───── DATA TO USE
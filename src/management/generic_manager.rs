use std::future::Future;
use std::marker::PhantomData;
use std::sync::Arc;
use std::time::Duration;

use futures::future::BoxFuture;
use futures::FutureExt;
use serde::de::DeserializeOwned;
use serde::Serialize;
use serde_json::Value;
use tokio::time::Instant;
use tracing::debug;
use tracing::error;
use tracing::trace;
use tracing::warn;

use super::ConcurrencyControl;
use crate::operation_key;
use crate::utils::async_task::next_backoff;
use crate::utils::async_task::with_jitter;
use crate::utils::time::elapsed_ms;
use crate::CacheController;
use crate::CacheStatsTable;
use crate::CacheStorage;
use crate::Error;
use crate::LockOutcome;
use crate::ManagerConfig;
use crate::OperationError;
use crate::OperationRegistry;
use crate::Result;
use crate::SharedResult;
use crate::UnlockHandle;

type OperationFn<A, R> = dyn Fn(A) -> BoxFuture<'static, std::result::Result<R, OperationError>> + Send + Sync;

/// Wraps operations with caching and duplicate suppression.
pub struct GenericManager {
    controller: Arc<dyn CacheController>,
    storage: Arc<dyn CacheStorage>,
    stats: Arc<CacheStatsTable>,
    config: ManagerConfig,
}

impl std::fmt::Debug for GenericManager {
    fn fmt(
        &self,
        f: &mut std::fmt::Formatter<'_>,
    ) -> std::fmt::Result {
        f.debug_struct("GenericManager").field("config", &self.config).finish()
    }
}

impl GenericManager {
    pub fn new(
        controller: Arc<dyn CacheController>,
        storage: Arc<dyn CacheStorage>,
        stats: Arc<CacheStatsTable>,
        config: ManagerConfig,
    ) -> Self {
        Self {
            controller,
            storage,
            stats,
            config,
        }
    }

    pub fn config(&self) -> &ManagerConfig {
        &self.config
    }

    pub fn stats(&self) -> &Arc<CacheStatsTable> {
        &self.stats
    }

    /// Wraps `func` as the named `operation`, caching results for `ttl`.
    ///
    /// In distributed mode the operation's registry is handed to the
    /// controller so executions announced by other instances can be joined.
    pub fn wrap<A, R, F, Fut>(
        &self,
        operation: impl Into<String>,
        ttl: Duration,
        func: F,
    ) -> CachedOperation<A, R>
    where
        A: Send + 'static,
        R: Serialize + DeserializeOwned + Send + 'static,
        F: Fn(A) -> Fut + Send + Sync + 'static,
        Fut: Future<Output = std::result::Result<R, OperationError>> + Send + 'static,
    {
        let operation = operation.into();
        let registry = Arc::new(OperationRegistry::new(operation.clone(), self.stats.clone()));

        if self.config.concurrency == ConcurrencyControl::Distributed {
            self.controller.set_registry(&operation, registry.clone());
        }
        debug!(%operation, concurrency = ?self.config.concurrency, "operation wrapped");

        CachedOperation {
            inner: Arc::new(Inner {
                operation,
                ttl,
                func: Box::new(move |args| func(args).boxed()),
                registry,
                controller: self.controller.clone(),
                storage: self.storage.clone(),
                stats: self.stats.clone(),
                config: self.config.clone(),
            }),
            _marker: PhantomData,
        }
    }

    pub async fn close(&self) -> Result<()> {
        self.controller.close().await
    }
}

struct Inner<A, R> {
    operation: String,
    ttl: Duration,
    func: Box<OperationFn<A, R>>,
    registry: Arc<OperationRegistry>,
    controller: Arc<dyn CacheController>,
    storage: Arc<dyn CacheStorage>,
    stats: Arc<CacheStatsTable>,
    config: ManagerConfig,
}

/// Cached entry point of one wrapped operation. Cheap to clone.
pub struct CachedOperation<A, R> {
    inner: Arc<Inner<A, R>>,
    _marker: PhantomData<fn(A) -> R>,
}

impl<A, R> Clone for CachedOperation<A, R> {
    fn clone(&self) -> Self {
        Self {
            inner: self.inner.clone(),
            _marker: PhantomData,
        }
    }
}

impl<A, R> std::fmt::Debug for CachedOperation<A, R> {
    fn fmt(
        &self,
        f: &mut std::fmt::Formatter<'_>,
    ) -> std::fmt::Result {
        f.debug_struct("CachedOperation")
            .field("operation", &self.inner.operation)
            .field("ttl", &self.inner.ttl)
            .finish()
    }
}

impl<A, R> CachedOperation<A, R>
where
    A: Send + 'static,
    R: Serialize + DeserializeOwned + Send + 'static,
{
    pub fn operation(&self) -> &str {
        &self.inner.operation
    }

    /// Returns the cached value for `key`, or executes the operation with
    /// `args` and caches its result.
    ///
    /// Failures of the wrapped function come back as [`Error::Operation`].
    /// Storage and transport failures never surface here.
    pub async fn call(
        &self,
        key: &str,
        args: A,
    ) -> Result<R> {
        if let Some(cached) = self.lookup(key).await {
            return Ok(cached);
        }

        match self.inner.config.concurrency {
            ConcurrencyControl::None => self.execute(key, args).await.map(|(r, _)| r).map_err(Error::from),
            ConcurrencyControl::Local => self.local_flow(key, args).await,
            ConcurrencyControl::Distributed => self.distributed_flow(key, args).await,
        }
    }

    /// Evicts `key` here, then asks the other instances to do the same.
    pub async fn evict(
        &self,
        key: &str,
    ) {
        if let Err(e) = self.inner.controller.evict_cache_key(key).await {
            warn!(operation = %self.inner.operation, key, error = %e, "local eviction failed");
        }
        self.inner.controller.request_cache_key_eviction(key).await;
    }

    /// Storage read; any failure counts as a miss
    async fn lookup(
        &self,
        key: &str,
    ) -> Option<R> {
        let start = Instant::now();
        let value = match self.inner.storage.get(key).await {
            Ok(Some(value)) => value,
            Ok(None) => return None,
            Err(e) => {
                debug!(operation = %self.inner.operation, key, error = %e, "cache read failed");
                return None;
            }
        };

        match serde_json::from_value(value) {
            Ok(cached) => {
                self.inner.stats.hit(&self.inner.operation, elapsed_ms(start));
                trace!(operation = %self.inner.operation, key, "cache hit");
                Some(cached)
            }
            Err(e) => {
                warn!(operation = %self.inner.operation, key, error = %e, "cached value has unexpected shape");
                None
            }
        }
    }

    /// Runs the wrapped function, then stores and broadcasts its value.
    async fn execute(
        &self,
        key: &str,
        args: A,
    ) -> std::result::Result<(R, Value), OperationError> {
        let inner = &self.inner;
        let start = Instant::now();
        let result = (inner.func)(args).await?;
        inner.stats.miss(&inner.operation, elapsed_ms(start));

        let value = serde_json::to_value(&result).map_err(|e| {
            error!(operation = %inner.operation, key, error = %e, "result is not serializable");
            OperationError::internal(format!("result of {} is not serializable: {e}", inner.operation))
        })?;

        if let Err(e) = inner.storage.set(key, inner.ttl, value.clone()).await {
            error!(operation = %inner.operation, key, error = %e, "failed to store value");
        }

        if inner.config.broadcast {
            inner.controller.broadcast_cache_key(key, inner.ttl, value.clone()).await;
        }

        Ok((result, value))
    }

    async fn local_flow(
        &self,
        key: &str,
        args: A,
    ) -> Result<R> {
        if let Some(pending) = self.inner.registry.is_executing(key) {
            trace!(operation = %self.inner.operation, key, "joining local execution");
            return decode(pending.await?);
        }

        let guard = LocalExecution {
            registry: &self.inner.registry,
            key,
            completed: false,
        };
        let outcome = self.execute(key, args).await;
        guard.complete(outcome.as_ref().map(|(_, value)| value.clone()).map_err(Clone::clone));

        outcome.map(|(r, _)| r).map_err(Error::from)
    }

    async fn distributed_flow(
        &self,
        key: &str,
        args: A,
    ) -> Result<R> {
        let inner = &self.inner;
        let lock_key = operation_key(&inner.operation, key);
        let max_delay = inner.config.lock_poll_max_interval();
        let mut delay = inner.config.lock_poll_interval();
        let mut contended = false;

        let unlock = loop {
            match inner.controller.lock(&lock_key, inner.config.lock_ttl()).await {
                Ok(LockOutcome::Acquired(unlock)) => {
                    // the previous holder may have stored the value just before releasing
                    if contended {
                        if let Some(cached) = self.lookup(key).await {
                            unlock.release().await;
                            return Ok(cached);
                        }
                    }
                    break Some(unlock);
                }
                Ok(LockOutcome::Contended) => {
                    contended = true;
                    // leave room for the holder's start message to arrive
                    tokio::time::sleep(with_jitter(delay)).await;

                    if let Some(pending) = inner.controller.get_operation_promise(&inner.operation, key) {
                        debug!(operation = %inner.operation, key, "joining execution of another instance");
                        return decode(pending.await?);
                    }
                    // the holder may already be done and its value broadcast
                    if let Some(cached) = self.lookup(key).await {
                        return Ok(cached);
                    }
                    delay = next_backoff(delay, max_delay);
                }
                Err(e) => {
                    warn!(operation = %inner.operation, key, error = %e, "lock unavailable, executing uncoordinated");
                    break None;
                }
            }
        };

        let Some(unlock) = unlock else {
            return self.execute(key, args).await.map(|(r, _)| r).map_err(Error::from);
        };

        inner.controller.request_operation_start(&inner.operation, key).await;
        let guard = DistributedExecution {
            controller: inner.controller.clone(),
            operation: inner.operation.clone(),
            key: key.to_string(),
            unlock: Some(unlock),
        };

        let outcome = self.execute(key, args).await;
        guard
            .complete(outcome.as_ref().map(|(_, value)| value.clone()).map_err(Clone::clone))
            .await;

        outcome.map(|(r, _)| r).map_err(Error::from)
    }
}

fn decode<R: DeserializeOwned>(value: Value) -> Result<R> {
    Ok(serde_json::from_value(value)?)
}

/// Releases local waiters even when the executing call is dropped midway.
struct LocalExecution<'a> {
    registry: &'a OperationRegistry,
    key: &'a str,
    completed: bool,
}

impl LocalExecution<'_> {
    fn complete(
        mut self,
        result: SharedResult,
    ) {
        self.completed = true;
        match result {
            Ok(value) => self.registry.trigger_awaiting_resolves(self.key, value),
            Err(e) => self.registry.trigger_awaiting_rejects(self.key, e),
        }
    }
}

impl Drop for LocalExecution<'_> {
    fn drop(&mut self) {
        if !self.completed {
            self.registry.trigger_awaiting_rejects(
                self.key,
                OperationError::cancelled(format!("execution of {} was cancelled", self.registry.operation())),
            );
        }
    }
}

/// Publishes the end message for a lock holder, or a cancellation if the
/// executing call is dropped before finishing.
struct DistributedExecution {
    controller: Arc<dyn CacheController>,
    operation: String,
    key: String,
    unlock: Option<UnlockHandle>,
}

impl DistributedExecution {
    async fn complete(
        mut self,
        result: SharedResult,
    ) {
        let unlock = self.unlock.take();
        self.controller
            .request_operation_end(&self.operation, &self.key, result, unlock)
            .await;
    }
}

impl Drop for DistributedExecution {
    fn drop(&mut self) {
        let Some(unlock) = self.unlock.take() else {
            return;
        };
        let Ok(handle) = tokio::runtime::Handle::try_current() else {
            warn!(lock = unlock.key(), "runtime gone, lock left to its ttl");
            return;
        };

        let controller = self.controller.clone();
        let operation = std::mem::take(&mut self.operation);
        let key = std::mem::take(&mut self.key);
        handle.spawn(async move {
            let cancelled = OperationError::cancelled(format!("execution of {operation} was cancelled"));
            controller
                .request_operation_end(&operation, &key, Err(cancelled), Some(unlock))
                .await;
        });
    }
}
──────────
» **TASK DETAILS**
Precisely the lines between those holding "use std::sync::Arc;" and "use crate::OperationError;", inclusive, are to be reproduced from the listing above, with nothing added.

» **WRITTEN REPLY**
use std::sync::Arc;
use std::time::Duration;

use futures::future::BoxFuture;
use futures::FutureExt;
use serde::de::DeserializeOwned;
use serde::Serialize;
use serde_json::Value;
use tokio::time::Instant;
use tracing::debug;
use tracing::error;
use tracing::trace;
use tracing::warn;

use super::ConcurrencyControl;
use crate::operation_key;
use crate::utils::async_task::next_backoff;
use crate::utils::async_task::with_jitter;
use crate::utils::time::elapsed_ms;
use crate::CacheController;
use crate::CacheStatsTable;
use crate::CacheStorage;
use crate::Error;
use crate::LockOutcome;
use crate::ManagerConfig;
use crate::OperationError;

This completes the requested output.